[DATA PROVIDED Boundary: Start]
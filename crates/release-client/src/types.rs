//! Release deployment records.
//!
//! A [`ReleaseDeployment`] is rebuilt from one `release.yaml` artifact
//! (see [`ReleaseManifest`]) plus, optionally, the per-region components
//! manifest that sits next to it.

use std::collections::BTreeMap;

use serde::{Deserialize, Serialize};

/// Flattened component name (e.g. `image.backend`) to image digest.
pub type Components = BTreeMap<String, String>;

/// The first-class identifier for a release.
#[derive(Debug, Clone, Default, PartialEq, Eq, Hash, Serialize, Deserialize)]
#[serde(rename_all = "camelCase")]
pub struct ReleaseId {
    pub source_revision: String,
    pub pipeline_revision: String,
}

impl ReleaseId {
    pub fn new(source_revision: impl Into<String>, pipeline_revision: impl Into<String>) -> Self {
        Self {
            source_revision: source_revision.into(),
            pipeline_revision: pipeline_revision.into(),
        }
    }
}

impl std::fmt::Display for ReleaseId {
    fn fmt(&self, f: &mut std::fmt::Formatter<'_>) -> std::fmt::Result {
        write!(f, "{}-{}", self.source_revision, self.pipeline_revision)
    }
}

/// How and when a release was created.
#[derive(Debug, Clone, Default, PartialEq, Eq, Serialize, Deserialize)]
#[serde(rename_all = "camelCase")]
pub struct ReleaseMetadata {
    pub release_id: ReleaseId,
    pub branch: String,
    /// RFC 3339, as written by the release pipeline
    pub timestamp: String,
    pub pull_request_id: i64,
    pub service_group: String,
    pub service_group_base: String,
}

/// Where a release is being deployed.
#[derive(Debug, Clone, Default, PartialEq, Eq, Serialize, Deserialize)]
#[serde(rename_all = "camelCase")]
pub struct DeploymentTarget {
    pub cloud: String,
    pub environment: String,
    pub region_configs: Vec<String>,
}

/// A release deployed to a specific target.
#[derive(Debug, Clone, Default, PartialEq, Eq, Serialize, Deserialize)]
pub struct ReleaseDeployment {
    pub metadata: ReleaseMetadata,
    pub target: DeploymentTarget,
    #[serde(default, skip_serializing_if = "BTreeMap::is_empty")]
    pub components: Components,
}

impl ReleaseDeployment {
    /// Decode a `release.yaml` document.
    pub fn from_release_yaml(content: &[u8]) -> Result<Self, serde_yaml::Error> {
        let manifest: ReleaseManifest = serde_yaml::from_slice(content)?;
        Ok(manifest.into())
    }

    /// Region whose components manifest describes this deployment.
    ///
    /// Only the first region is consulted; releases are assumed to target a
    /// single region.
    pub fn primary_region(&self) -> Option<&str> {
        self.target.region_configs.first().map(String::as_str)
    }
}

/// On-disk layout of `release.yaml`.
///
/// Pipelines still write the legacy revision keys: `upstreamRevision` is the
/// source revision and `revision` the pipeline revision. The canonical keys
/// win when both are present.
#[derive(Debug, Clone, Default, Deserialize)]
#[serde(rename_all = "camelCase", default)]
pub struct ReleaseManifest {
    pub branch: String,
    pub timestamp: String,
    pub pull_request_id: i64,
    pub revision: Option<String>,
    pub upstream_revision: Option<String>,
    pub source_revision: Option<String>,
    pub pipeline_revision: Option<String>,
    pub cloud: String,
    pub environment: String,
    pub region_configs: Vec<String>,
    pub service_group_base: String,
    pub service_group: String,
}

impl From<ReleaseManifest> for ReleaseDeployment {
    fn from(file: ReleaseManifest) -> Self {
        let source_revision = file
            .source_revision
            .or(file.upstream_revision)
            .unwrap_or_default();
        let pipeline_revision = file
            .pipeline_revision
            .or(file.revision)
            .unwrap_or_default();

        ReleaseDeployment {
            metadata: ReleaseMetadata {
                release_id: ReleaseId {
                    source_revision,
                    pipeline_revision,
                },
                branch: file.branch,
                timestamp: file.timestamp,
                pull_request_id: file.pull_request_id,
                service_group: file.service_group,
                service_group_base: file.service_group_base,
            },
            target: DeploymentTarget {
                cloud: file.cloud,
                environment: file.environment,
                region_configs: file.region_configs,
            },
            components: Components::new(),
        }
    }
}
//! Query configuration.
//!
//! Options move through three types, each only obtainable from the previous
//! one:
//!
//! ```text
//! RawListOptions --validate()--> ValidatedListOptions --complete()--> ReleaseLister
//! RawLastOptions --validate()--> ValidatedLastOptions --complete()--> LastDeploymentFinder
//! ```
//!
//! Validation never performs I/O; completion builds the storage client.

use std::str::FromStr;

use chrono::{DateTime, Duration, Utc};
use reqwest::Url;
use serde::{Deserialize, Serialize};

use crate::azure::{AzureBlobConfig, AzureBlobStore};
use crate::error::{ConfigError, ReleaseError, Result};
use crate::list::{ReleaseLister, ReleaseQuery};
use crate::search::LastDeploymentFinder;
use crate::storage_traits::BlobStore;
use crate::window::TimeWindow;

pub const DEFAULT_STORAGE_ACCOUNT_URL: &str = "https://aroreleases.blob.core.windows.net/";
pub const DEFAULT_STORAGE_CONTAINER: &str = "releases";
pub const DEFAULT_SERVICE_GROUP_BASE: &str = "Microsoft.Azure.ARO.HCP";
/// Zero means "no limit".
pub const DEFAULT_LIMIT: usize = 0;

/// Length of the window used when `since` is not given.
pub fn default_window() -> Duration {
    Duration::days(7)
}

/// Backward search step used when none is given.
pub fn default_step() -> Duration {
    Duration::days(7)
}

/// Backward search budget used when none is given.
pub fn default_max_lookback() -> Duration {
    default_step() * 12
}

/// Storage account URL for an account name.
pub fn account_url(account_name: &str) -> String {
    format!("https://{account_name}.blob.core.windows.net/")
}

/// Deployment environment a release targets.
#[derive(Debug, Clone, Copy, Default, PartialEq, Eq, Hash, Serialize, Deserialize)]
#[serde(rename_all = "lowercase")]
pub enum Environment {
    #[default]
    Prod,
    Stg,
    Int,
}

impl Environment {
    pub fn as_str(&self) -> &'static str {
        match self {
            Environment::Prod => "prod",
            Environment::Stg => "stg",
            Environment::Int => "int",
        }
    }
}

impl std::fmt::Display for Environment {
    fn fmt(&self, f: &mut std::fmt::Formatter<'_>) -> std::fmt::Result {
        f.write_str(self.as_str())
    }
}

impl FromStr for Environment {
    type Err = ConfigError;

    fn from_str(s: &str) -> std::result::Result<Self, Self::Err> {
        match s {
            "prod" => Ok(Environment::Prod),
            "stg" => Ok(Environment::Stg),
            "int" => Ok(Environment::Int),
            other => Err(ConfigError::InvalidEnvironment(other.to_string())),
        }
    }
}

/// Unchecked options for listing release deployments.
#[derive(Debug, Clone, PartialEq, Eq)]
pub struct RawListOptions {
    pub storage_account_uri: String,
    pub storage_container_name: String,
    pub environment: String,
    /// Defaults to seven days before `until`
    pub since: Option<DateTime<Utc>>,
    /// Defaults to the moment of validation
    pub until: Option<DateTime<Utc>>,
    pub service_group_base: String,
    pub pipeline_revision: String,
    pub source_revision: String,
    pub include_components: bool,
    pub limit: usize,
}

impl Default for RawListOptions {
    fn default() -> Self {
        RawListOptions {
            storage_account_uri: DEFAULT_STORAGE_ACCOUNT_URL.to_string(),
            storage_container_name: DEFAULT_STORAGE_CONTAINER.to_string(),
            environment: Environment::Prod.to_string(),
            since: None,
            until: None,
            service_group_base: DEFAULT_SERVICE_GROUP_BASE.to_string(),
            pipeline_revision: String::new(),
            source_revision: String::new(),
            include_components: false,
            limit: DEFAULT_LIMIT,
        }
    }
}

fn require(value: &str, name: &str, flag: &str) -> std::result::Result<(), ConfigError> {
    if value.trim().is_empty() {
        return Err(ConfigError::MissingOption {
            name: name.to_string(),
            flag: flag.to_string(),
        });
    }
    Ok(())
}

impl RawListOptions {
    /// Check the options, resolving defaults against the current instant.
    pub fn validate(self) -> std::result::Result<ValidatedListOptions, ConfigError> {
        self.validate_at(Utc::now())
    }

    /// Check the options, resolving defaults against `now`.
    pub fn validate_at(
        self,
        now: DateTime<Utc>,
    ) -> std::result::Result<ValidatedListOptions, ConfigError> {
        require(&self.storage_account_uri, "storage account", "account-name")?;
        require(&self.storage_container_name, "service container", "container")?;
        require(&self.environment, "environment", "environment")?;
        require(&self.service_group_base, "service group base", "service-group-base")?;

        let account = Url::parse(&self.storage_account_uri)
            .map_err(|e| ConfigError::InvalidAccount(format!("{}: {e}", self.storage_account_uri)))?;
        let environment: Environment = self.environment.parse()?;

        let until = self.until.unwrap_or(now);
        let since = match self.since {
            Some(since) => since,
            None => until
                .checked_sub_signed(default_window())
                .unwrap_or(DateTime::<Utc>::MIN_UTC),
        };
        let window = TimeWindow::new(since, until)?;

        Ok(ValidatedListOptions {
            account,
            query: ReleaseQuery {
                container: self.storage_container_name,
                environment,
                service_group_base: self.service_group_base,
                window,
                pipeline_revision: self.pipeline_revision,
                source_revision: self.source_revision,
                include_components: self.include_components,
                limit: self.limit,
            },
        })
    }
}

/// Options that passed validation. Only produced by [`RawListOptions::validate`].
#[derive(Debug, Clone)]
pub struct ValidatedListOptions {
    account: Url,
    query: ReleaseQuery,
}

impl ValidatedListOptions {
    pub fn account(&self) -> &Url {
        &self.account
    }

    pub fn query(&self) -> &ReleaseQuery {
        &self.query
    }

    /// Build the blob service client from the environment's credentials.
    pub fn complete(self) -> Result<ReleaseLister<AzureBlobStore>> {
        let store = AzureBlobStore::new(AzureBlobConfig::from_env(self.account.clone()))
            .map_err(ReleaseError::Client)?;
        Ok(self.complete_with(store))
    }

    /// Bind the options to an existing storage backend.
    pub fn complete_with<S: BlobStore>(self, store: S) -> ReleaseLister<S> {
        ReleaseLister::new(store, self.query)
    }
}

/// Unchecked options for the backward search.
#[derive(Debug, Clone, PartialEq, Eq)]
pub struct RawLastOptions {
    pub list: RawListOptions,
    pub step: Duration,
    pub max_lookback: Duration,
}

impl Default for RawLastOptions {
    fn default() -> Self {
        RawLastOptions {
            list: RawListOptions::default(),
            step: default_step(),
            max_lookback: default_max_lookback(),
        }
    }
}

impl RawLastOptions {
    pub fn validate(self) -> std::result::Result<ValidatedLastOptions, ConfigError> {
        self.validate_at(Utc::now())
    }

    pub fn validate_at(
        self,
        now: DateTime<Utc>,
    ) -> std::result::Result<ValidatedLastOptions, ConfigError> {
        let list = self.list.validate_at(now)?;

        if self.step <= Duration::zero() {
            return Err(ConfigError::NonPositiveStep);
        }
        if self.max_lookback <= Duration::zero() {
            return Err(ConfigError::NonPositiveLookback);
        }
        if self.max_lookback < self.step {
            return Err(ConfigError::LookbackShorterThanStep);
        }

        Ok(ValidatedLastOptions {
            list,
            step: self.step,
            max_lookback: self.max_lookback,
        })
    }
}

/// Backward search options that passed validation.
#[derive(Debug, Clone)]
pub struct ValidatedLastOptions {
    list: ValidatedListOptions,
    step: Duration,
    max_lookback: Duration,
}

impl ValidatedLastOptions {
    pub fn list(&self) -> &ValidatedListOptions {
        &self.list
    }

    pub fn step(&self) -> Duration {
        self.step
    }

    pub fn max_lookback(&self) -> Duration {
        self.max_lookback
    }

    pub fn complete(self) -> Result<LastDeploymentFinder<AzureBlobStore>> {
        let lister = self.list.complete()?;
        Ok(LastDeploymentFinder::new(lister, self.step, self.max_lookback))
    }

    pub fn complete_with<S: BlobStore>(self, store: S) -> LastDeploymentFinder<S> {
        LastDeploymentFinder::new(self.list.complete_with(store), self.step, self.max_lookback)
    }
}

#[cfg(test)]
mod tests {
    use super::*;

    fn at(s: &str) -> DateTime<Utc> {
        DateTime::parse_from_rfc3339(s).unwrap().with_timezone(&Utc)
    }

    #[test]
    fn test_environment_parse() {
        assert_eq!("prod".parse::<Environment>().unwrap(), Environment::Prod);
        assert_eq!("stg".parse::<Environment>().unwrap(), Environment::Stg);
        assert_eq!("int".parse::<Environment>().unwrap(), Environment::Int);
        assert_eq!(
            "dev".parse::<Environment>().unwrap_err(),
            ConfigError::InvalidEnvironment("dev".to_string())
        );
        assert!("PROD".parse::<Environment>().is_err());
    }

    #[test]
    fn test_defaults_resolve_window_against_now() {
        let now = at("2025-11-10T12:00:00Z");
        let validated = RawListOptions::default().validate_at(now).unwrap();
        let query = validated.query();

        assert_eq!(query.window.until(), now);
        assert_eq!(query.window.since(), at("2025-11-03T12:00:00Z"));
        assert_eq!(query.environment, Environment::Prod);
        assert_eq!(query.container, "releases");
        assert_eq!(query.limit, 0);
        assert_eq!(validated.account().host_str(), Some("aroreleases.blob.core.windows.net"));
    }

    #[test]
    fn test_since_defaults_relative_to_until() {
        let opts = RawListOptions {
            until: Some(at("2025-01-08T00:00:00Z")),
            ..Default::default()
        };
        let validated = opts.validate_at(at("2025-11-10T00:00:00Z")).unwrap();
        assert_eq!(validated.query().window.since(), at("2025-01-01T00:00:00Z"));
    }

    #[test]
    fn test_missing_required_options() {
        let cases: Vec<(RawListOptions, &str)> = vec![
            (
                RawListOptions {
                    storage_account_uri: String::new(),
                    ..Default::default()
                },
                "account-name",
            ),
            (
                RawListOptions {
                    storage_container_name: " ".to_string(),
                    ..Default::default()
                },
                "container",
            ),
            (
                RawListOptions {
                    environment: String::new(),
                    ..Default::default()
                },
                "environment",
            ),
            (
                RawListOptions {
                    service_group_base: String::new(),
                    ..Default::default()
                },
                "service-group-base",
            ),
        ];

        for (opts, expected_flag) in cases {
            match opts.validate() {
                Err(ConfigError::MissingOption { flag, .. }) => assert_eq!(flag, expected_flag),
                other => panic!("expected missing {expected_flag}, got {other:?}"),
            }
        }
    }

    #[test]
    fn test_invalid_environment_and_account() {
        let opts = RawListOptions {
            environment: "dev".to_string(),
            ..Default::default()
        };
        assert_eq!(
            opts.validate().unwrap_err(),
            ConfigError::InvalidEnvironment("dev".to_string())
        );

        let opts = RawListOptions {
            storage_account_uri: "not a url".to_string(),
            ..Default::default()
        };
        assert!(matches!(
            opts.validate().unwrap_err(),
            ConfigError::InvalidAccount(_)
        ));
    }

    #[test]
    fn test_since_after_until_is_rejected() {
        let opts = RawListOptions {
            since: Some(at("2025-11-02T00:00:00Z")),
            until: Some(at("2025-11-01T00:00:00Z")),
            ..Default::default()
        };
        assert!(matches!(
            opts.validate().unwrap_err(),
            ConfigError::SinceAfterUntil { .. }
        ));
    }

    #[test]
    fn test_last_options_preconditions() {
        let check = |step: Duration, max_lookback: Duration| {
            RawLastOptions {
                step,
                max_lookback,
                ..Default::default()
            }
            .validate()
        };

        assert_eq!(
            check(Duration::zero(), Duration::days(3)).unwrap_err(),
            ConfigError::NonPositiveStep
        );
        assert_eq!(
            check(Duration::days(-1), Duration::days(3)).unwrap_err(),
            ConfigError::NonPositiveStep
        );
        assert_eq!(
            check(Duration::days(1), Duration::zero()).unwrap_err(),
            ConfigError::NonPositiveLookback
        );
        assert_eq!(
            check(Duration::days(2), Duration::days(1)).unwrap_err(),
            ConfigError::LookbackShorterThanStep
        );

        let ok = check(Duration::days(1), Duration::days(1)).unwrap();
        assert_eq!(ok.step(), Duration::days(1));
        assert_eq!(ok.max_lookback(), Duration::days(1));
        assert_eq!(ok.list().query().environment, Environment::Prod);
    }

    #[test]
    fn test_last_defaults() {
        let raw = RawLastOptions::default();
        assert_eq!(raw.step, Duration::days(7));
        assert_eq!(raw.max_lookback, Duration::days(84));
    }

    #[test]
    fn test_account_url() {
        assert_eq!(account_url("myacct"), "https://myacct.blob.core.windows.net/");
    }
}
[DATA PROVIDED Boundary: End]
Starting at the line that has "let manifest: ReleaseManifest" in the records above, restate word for word every line until the one that has "Pipelines still write", and include that one as well.

§ RESULT OF THIS EXERCISE:
        let manifest: ReleaseManifest = serde_yaml::from_slice(content)?;
        Ok(manifest.into())
    }

    /// Region whose components manifest describes this deployment.
    ///
    /// Only the first region is consulted; releases are assumed to target a
    /// single region.
    pub fn primary_region(&self) -> Option<&str> {
        self.target.region_configs.first().map(String::as_str)
    }
}

/// On-disk layout of `release.yaml`.
///
/// Pipelines still write the legacy revision keys: `upstreamRevision` is the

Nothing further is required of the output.